The clinic will have pediatric services, offer annual checkups and vaccines and refer other services in the community not provided in the clinic.

When writing the grant to support the clinic, Community Health Network found there was no medical home or clinic with pediatric services within a seven-mile radius of the community.

“It’s important because from a health care perspective, there’s limited access to pediatric pediatric services in that part of our county. So having a clinic, located there at Pine Forest to not only serve the students of Pine Forest and the surrounding schools, but to also serve the community as well (is a win-win),” said Chanra Smiley, CEO and executive director of Community Health Network of Northwest Florida.

Through the clinic, they will be able to provide help for students in other surrounding schools such as Longleaf Elementary, Bellview Elementary and Bellview Middle schools.

The clinic will be modeled after Escambia County’s other Community Partnership School clinic at C.A. Weis Elementary School.

C.A. Weis also includes an ambassador program intended to give students who are interested in the healthcare field basic training. The opening of the clinic at Pine Forest provides a potential opportunity to replicate the same program to provide hands-on experience, shadowing and exposure to health care.

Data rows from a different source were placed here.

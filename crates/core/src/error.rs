use std::path::PathBuf;
use thiserror::Error;

#[derive(Debug, Error)]
pub enum Error {
    #[error("Missing required configuration: {}", .0.join(", "))]
    Configuration(Vec<String>),

    #[error("Configuration parse error: {0}")]
    ConfigParse(String),

    #[error("Build folder ({}) not found. Build the site first.", .0.display())]
    MissingArtifact(PathBuf),

    #[error("Upload to s3://{bucket} failed: {message}")]
    Sync { bucket: String, message: String },

    #[error("Cache invalidation for {distribution_id} failed: {message}")]
    Invalidation {
        distribution_id: String,
        message: String,
    },

    #[error("IO error: {0}")]
    Io(#[from] std::io::Error),
}

impl Error {
    pub fn sync(bucket: impl Into<String>, message: impl Into<String>) -> Self {
        Error::Sync {
            bucket: bucket.into(),
            message: message.into(),
        }
    }

    pub fn invalidation(distribution_id: impl Into<String>, message: impl Into<String>) -> Self {
        Error::Invalidation {
            distribution_id: distribution_id.into(),
            message: message.into(),
        }
    }

    /// Process exit code for this failure. Never zero.
    pub fn exit_code(&self) -> u8 {
        match self {
            Error::Configuration(_) | Error::ConfigParse(_) => 10,
            Error::MissingArtifact(_) => 11,
            Error::Sync { .. } => 20,
            Error::Invalidation { .. } => 21,
            Error::Io(_) => 30,
        }
    }
}

impl From<toml::de::Error> for Error {
    fn from(err: toml::de::Error) -> Self {
        Error::ConfigParse(err.to_string())
    }
}

pub type Result<T> = std::result::Result<T, Error>;
//! Edge case tests for confetti-lex.
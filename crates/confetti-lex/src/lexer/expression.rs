//! Expression argument scanning.
//!
//! With the expression-arguments extension, a parenthesized group forms a
//! single argument. Parentheses nest via a depth counter; the token ends
//! at the parenthesis that brings the depth back to zero.

use confetti_util::{Error, Result, Span};

use crate::token::{Token, TokenFlags};
use crate::unicode::{char_flags, CharFlags};
use crate::utf8::{decode, Decoded};

use super::Lexer;

impl Lexer<'_> {
    /// Scans an expression argument starting at the opening `(`.
    pub(super) fn scan_expression(&self, start: usize) -> Result<Token> {
        let src = self.cursor.source();
        let mut at = start + 1;
        let mut depth = 1usize;
        loop {
            match src.get(at).copied() {
                None | Some(0) => {
                    return Err(Error::bad_syntax(start, "incomplete expression"))
                }
                Some(b'(') => {
                    depth += 1;
                    at += 1;
                }
                Some(b')') => {
                    depth -= 1;
                    at += 1;
                    if depth == 0 {
                        break;
                    }
                }
                Some(_) => match decode(src, at) {
                    Decoded::End => {
                        return Err(Error::bad_syntax(start, "incomplete expression"))
                    }
                    Decoded::Malformed => return Err(Error::illegal_byte_sequence(at)),
                    Decoded::Scalar { ch, len } => {
                        if char_flags(ch).contains(CharFlags::FORBIDDEN) {
                            return Err(Error::bad_syntax(at, "illegal character"));
                        }
                        self.check_bidi(ch, at)?;
                        at += len;
                    }
                },
            }
        }
        Ok(Token::argument(
            Span::new(start, at),
            TokenFlags::EXPRESSION,
            1,
        ))
    }
}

Right now, the process is focusing on learning what the community wants as UWF is deploying a large wide scale needs assessment consisting of focus groups of people in the neighborhoods, stakeholders such as religious groups and then analyzing the data and feeding it back to the partners.

“You’re getting the voices of all of the players on the ground and it’s just a great way to be able to address the needs of the community and to support kids, parents, grandparents, said Diane Scott said, associate dean and professor at UWF. “Everybody that lives there benefits when the school does better and the kids graduate.”

Pine Forest High School Principal Deborah Ray welcomes the new partnership with open arms as an opportunity to help students and bridge the gap between the community and the school.

Making sure students can have access to health care will improve their overall health, their self esteem and will help them perform better as they remove barriers in their pursuit of education.

“We know if students’ immediate needs aren’t met, like just regular survival needs — shelter, food and (health care) access — they can’t concentrate on the academic one. So for us, it removes a lot of barriers not only with health, but linking them to other resources that perhaps if they hadn’t visited that clinic, we would not have found out about it,” Ray said.